━━ Recorded data
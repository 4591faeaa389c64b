//! Occurrence sets and the diff that decides what is new enough to alert on.

use indexmap::IndexMap;
use serde::{Deserialize, Serialize};

use crate::condition::Condition;
use crate::exceptions::ExceptionList;

/// machine -> conditions, in evaluation order. Machines keep the order they
/// were first recorded in, which for a run is roster order.
///
/// Used for the current run, the last-known snapshot and the diff itself.
/// Equality ignores machine order.
#[derive(Debug, Clone, Default, PartialEq, Serialize, Deserialize)]
#[serde(transparent)]
pub struct OccurrenceSet(IndexMap<String, Vec<Condition>>);

impl OccurrenceSet {
    pub fn new() -> Self {
        Self::default()
    }

    /// Replace whatever was recorded for `machine` earlier in the run. The
    /// machine keeps its original position.
    pub fn record(&mut self, machine: impl Into<String>, conditions: Vec<Condition>) {
        self.0.insert(machine.into(), conditions);
    }

    pub fn get(&self, machine: &str) -> Option<&[Condition]> {
        self.0.get(machine).map(Vec::as_slice)
    }

    pub fn contains(&self, machine: &str) -> bool {
        self.0.contains_key(machine)
    }

    pub fn iter(&self) -> impl Iterator<Item = (&str, &[Condition])> {
        self.0.iter().map(|(m, cs)| (m.as_str(), cs.as_slice()))
    }

    pub fn len(&self) -> usize {
        self.0.len()
    }

    pub fn is_empty(&self) -> bool {
        self.0.is_empty()
    }

    pub fn condition_count(&self) -> usize {
        self.0.values().map(Vec::len).sum()
    }

    fn knows_label(&self, machine: &str, condition: &Condition) -> bool {
        self.get(machine)
            .is_some_and(|known| known.iter().any(|k| k.same_label(condition)))
    }
}

impl<M: Into<String>> FromIterator<(M, Vec<Condition>)> for OccurrenceSet {
    fn from_iter<I: IntoIterator<Item = (M, Vec<Condition>)>>(iter: I) -> Self {
        Self(iter.into_iter().map(|(m, cs)| (m.into(), cs)).collect())
    }
}

/// Conditions in `current` that are neither excepted nor already known by
/// label in `last_known`. Machines left with nothing new are omitted.
pub fn diff(
    current: &OccurrenceSet,
    last_known: &OccurrenceSet,
    exceptions: &ExceptionList,
) -> OccurrenceSet {
    current
        .iter()
        .filter_map(|(machine, conditions)| {
            let fresh: Vec<Condition> = exceptions
                .filter(machine, conditions)
                .into_iter()
                .filter(|c| !last_known.knows_label(machine, c))
                .collect();
            (!fresh.is_empty()).then(|| (machine.to_string(), fresh))
        })
        .collect()
}

#[cfg(test)]
mod tests {
    use super::*;
    use crate::exceptions::ExceptionEntry;

    fn set(entries: &[(&str, &[&str])]) -> OccurrenceSet {
        entries
            .iter()
            .map(|(m, cs)| (*m, cs.iter().map(|c| Condition::from(*c)).collect()))
            .collect()
    }

    fn no_exceptions() -> ExceptionList {
        ExceptionList::default()
    }

    #[test]
    fn only_new_labels_are_reported() {
        let last = set(&[("X", &["CPU Temp: 70.00°C"])]);
        let current = set(&[("X", &["CPU Temp: 82.00°C", "RAM Uso: 85.00%"])]);
        let d = diff(&current, &last, &no_exceptions());
        assert_eq!(d, set(&[("X", &["RAM Uso: 85.00%"])]));
    }

    #[test]
    fn rerun_against_own_snapshot_is_empty() {
        let current = set(&[
            ("A", &["CPU Temp: 75.00°C"]),
            ("B", &["Offline desde: 16/10/2026 08:00:00"]),
        ]);
        let first = diff(&current, &OccurrenceSet::new(), &no_exceptions());
        assert_eq!(first, current);
        // the snapshot is replaced by the current run; nothing changes upstream
        let second = diff(&current, &current, &no_exceptions());
        assert!(second.is_empty());
    }

    #[test]
    fn excepted_label_never_reported_nor_blocks_others() {
        let exceptions: ExceptionList =
            [("X".to_string(), ExceptionEntry::One("CPU Temp".into()))]
                .into_iter()
                .collect();
        let current = set(&[("x", &["CPU Temp: 90.00°C", "GPU Uso: 95.00%"])]);
        let d = diff(&current, &OccurrenceSet::new(), &exceptions);
        assert_eq!(d, set(&[("x", &["GPU Uso: 95.00%"])]));
    }

    #[test]
    fn machines_with_nothing_new_are_absent() {
        let last = set(&[("A", &["CPU Temp: 75.00°C"])]);
        let current = set(&[("A", &["CPU Temp: 76.00°C"]), ("B", &["RAM Uso: 81.00%"])]);
        let d = diff(&current, &last, &no_exceptions());
        assert!(!d.contains("A"));
        assert_eq!(d.get("B").map(<[Condition]>::len), Some(1));
    }

    #[test]
    fn machines_only_in_snapshot_contribute_nothing() {
        let last = set(&[("gone", &["CPU Temp: 75.00°C"])]);
        let d = diff(&OccurrenceSet::new(), &last, &no_exceptions());
        assert!(d.is_empty());
    }

    #[test]
    fn condition_recurring_after_a_quiet_run_is_new_again() {
        let hot = set(&[("A", &["CPU Temp: 75.00°C"])]);
        let quiet = OccurrenceSet::new();

        let run1 = diff(&hot, &OccurrenceSet::new(), &no_exceptions());
        assert_eq!(run1, hot);
        let run2 = diff(&quiet, &hot, &no_exceptions());
        assert!(run2.is_empty());
        let run3 = diff(&hot, &quiet, &no_exceptions());
        assert_eq!(run3, hot);
    }

    #[test]
    fn snapshot_shape_on_disk() {
        let s = set(&[("lab-01", &["CPU Temp: 75.00°C", "RAM Uso: 85.00%"])]);
        let js = serde_json::to_string(&s).unwrap();
        assert_eq!(js, r#"{"lab-01":["CPU Temp: 75.00°C","RAM Uso: 85.00%"]}"#);
        let back: OccurrenceSet = serde_json::from_str(&js).unwrap();
        assert_eq!(back, s);
    }

    #[test]
    fn diff_keeps_current_run_order() {
        let mut current = set(&[
            ("zeta", &["CPU Temp: 75.00°C"]),
            ("alpha", &["RAM Uso: 85.00%"]),
            ("mid", &["GPU Uso: 95.00%"]),
        ]);
        current.record("zeta", vec![Condition::from("CPU Temp: 77.00°C")]);
        let d = diff(&current, &OccurrenceSet::new(), &no_exceptions());
        let order: Vec<&str> = d.iter().map(|(m, _)| m).collect();
        assert_eq!(order, ["zeta", "alpha", "mid"]);
        assert!(serde_json::to_string(&d).unwrap().starts_with(r#"{"zeta":"#));
    }
}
━━━━
**Exercise instructions**
Please reproduce the entire listing. Keep it identical.

**Output for this exercise**
repository 4591faeaa389c64b
//! Occurrence sets and the diff that decides what is new enough to alert on.

use indexmap::IndexMap;
use serde::{Deserialize, Serialize};

use crate::condition::Condition;
use crate::exceptions::ExceptionList;

/// machine -> conditions, in evaluation order. Machines keep the order they
/// were first recorded in, which for a run is roster order.
///
/// Used for the current run, the last-known snapshot and the diff itself.
/// Equality ignores machine order.
#[derive(Debug, Clone, Default, PartialEq, Serialize, Deserialize)]
#[serde(transparent)]
pub struct OccurrenceSet(IndexMap<String, Vec<Condition>>);

impl OccurrenceSet {
    pub fn new() -> Self {
        Self::default()
    }

    /// Replace whatever was recorded for `machine` earlier in the run. The
    /// machine keeps its original position.
    pub fn record(&mut self, machine: impl Into<String>, conditions: Vec<Condition>) {
        self.0.insert(machine.into(), conditions);
    }

    pub fn get(&self, machine: &str) -> Option<&[Condition]> {
        self.0.get(machine).map(Vec::as_slice)
    }

    pub fn contains(&self, machine: &str) -> bool {
        self.0.contains_key(machine)
    }

    pub fn iter(&self) -> impl Iterator<Item = (&str, &[Condition])> {
        self.0.iter().map(|(m, cs)| (m.as_str(), cs.as_slice()))
    }

    pub fn len(&self) -> usize {
        self.0.len()
    }

    pub fn is_empty(&self) -> bool {
        self.0.is_empty()
    }

    pub fn condition_count(&self) -> usize {
        self.0.values().map(Vec::len).sum()
    }

    fn knows_label(&self, machine: &str, condition: &Condition) -> bool {
        self.get(machine)
            .is_some_and(|known| known.iter().any(|k| k.same_label(condition)))
    }
}

impl<M: Into<String>> FromIterator<(M, Vec<Condition>)> for OccurrenceSet {
    fn from_iter<I: IntoIterator<Item = (M, Vec<Condition>)>>(iter: I) -> Self {
        Self(iter.into_iter().map(|(m, cs)| (m.into(), cs)).collect())
    }
}

/// Conditions in `current` that are neither excepted nor already known by
/// label in `last_known`. Machines left with nothing new are omitted.
pub fn diff(
    current: &OccurrenceSet,
    last_known: &OccurrenceSet,
    exceptions: &ExceptionList,
) -> OccurrenceSet {
    current
        .iter()
        .filter_map(|(machine, conditions)| {
            let fresh: Vec<Condition> = exceptions
                .filter(machine, conditions)
                .into_iter()
                .filter(|c| !last_known.knows_label(machine, c))
                .collect();
            (!fresh.is_empty()).then(|| (machine.to_string(), fresh))
        })
        .collect()
}

#[cfg(test)]
mod tests {
    use super::*;
    use crate::exceptions::ExceptionEntry;

    fn set(entries: &[(&str, &[&str])]) -> OccurrenceSet {
        entries
            .iter()
            .map(|(m, cs)| (*m, cs.iter().map(|c| Condition::from(*c)).collect()))
            .collect()
    }

    fn no_exceptions() -> ExceptionList {
        ExceptionList::default()
    }

    #[test]
    fn only_new_labels_are_reported() {
        let last = set(&[("X", &["CPU Temp: 70.00°C"])]);
        let current = set(&[("X", &["CPU Temp: 82.00°C", "RAM Uso: 85.00%"])]);
        let d = diff(&current, &last, &no_exceptions());
        assert_eq!(d, set(&[("X", &["RAM Uso: 85.00%"])]));
    }

    #[test]
    fn rerun_against_own_snapshot_is_empty() {
        let current = set(&[
            ("A", &["CPU Temp: 75.00°C"]),
            ("B", &["Offline desde: 16/10/2026 08:00:00"]),
        ]);
        let first = diff(&current, &OccurrenceSet::new(), &no_exceptions());
        assert_eq!(first, current);
        // the snapshot is replaced by the current run; nothing changes upstream
        let second = diff(&current, &current, &no_exceptions());
        assert!(second.is_empty());
    }

    #[test]
    fn excepted_label_never_reported_nor_blocks_others() {
        let exceptions: ExceptionList =
            [("X".to_string(), ExceptionEntry::One("CPU Temp".into()))]
                .into_iter()
                .collect();
        let current = set(&[("x", &["CPU Temp: 90.00°C", "GPU Uso: 95.00%"])]);
        let d = diff(&current, &OccurrenceSet::new(), &exceptions);
        assert_eq!(d, set(&[("x", &["GPU Uso: 95.00%"])]));
    }

    #[test]
    fn machines_with_nothing_new_are_absent() {
        let last = set(&[("A", &["CPU Temp: 75.00°C"])]);
        let current = set(&[("A", &["CPU Temp: 76.00°C"]), ("B", &["RAM Uso: 81.00%"])]);
        let d = diff(&current, &last, &no_exceptions());
        assert!(!d.contains("A"));
        assert_eq!(d.get("B").map(<[Condition]>::len), Some(1));
    }

    #[test]
    fn machines_only_in_snapshot_contribute_nothing() {
        let last = set(&[("gone", &["CPU Temp: 75.00°C"])]);
        let d = diff(&OccurrenceSet::new(), &last, &no_exceptions());
        assert!(d.is_empty());
    }

    #[test]
    fn condition_recurring_after_a_quiet_run_is_new_again() {
        let hot = set(&[("A", &["CPU Temp: 75.00°C"])]);
        let quiet = OccurrenceSet::new();

        let run1 = diff(&hot, &OccurrenceSet::new(), &no_exceptions());
        assert_eq!(run1, hot);
        let run2 = diff(&quiet, &hot, &no_exceptions());
        assert!(run2.is_empty());
        let run3 = diff(&hot, &quiet, &no_exceptions());
        assert_eq!(run3, hot);
    }

    #[test]
    fn snapshot_shape_on_disk() {
        let s = set(&[("lab-01", &["CPU Temp: 75.00°C", "RAM Uso: 85.00%"])]);
        let js = serde_json::to_string(&s).unwrap();
        assert_eq!(js, r#"{"lab-01":["CPU Temp: 75.00°C","RAM Uso: 85.00%"]}"#);
        let back: OccurrenceSet = serde_json::from_str(&js).unwrap();
        assert_eq!(back, s);
    }

    #[test]
    fn diff_keeps_current_run_order() {
        let mut current = set(&[
            ("zeta", &["CPU Temp: 75.00°C"]),
            ("alpha", &["RAM Uso: 85.00%"]),
            ("mid", &["GPU Uso: 95.00%"]),
        ]);
        current.record("zeta", vec![Condition::from("CPU Temp: 77.00°C")]);
        let d = diff(&current, &OccurrenceSet::new(), &no_exceptions());
        let order: Vec<&str> = d.iter().map(|(m, _)| m).collect();
        assert_eq!(order, ["zeta", "alpha", "mid"]);
        assert!(serde_json::to_string(&d).unwrap().starts_with(r#"{"zeta":"#));
    }
}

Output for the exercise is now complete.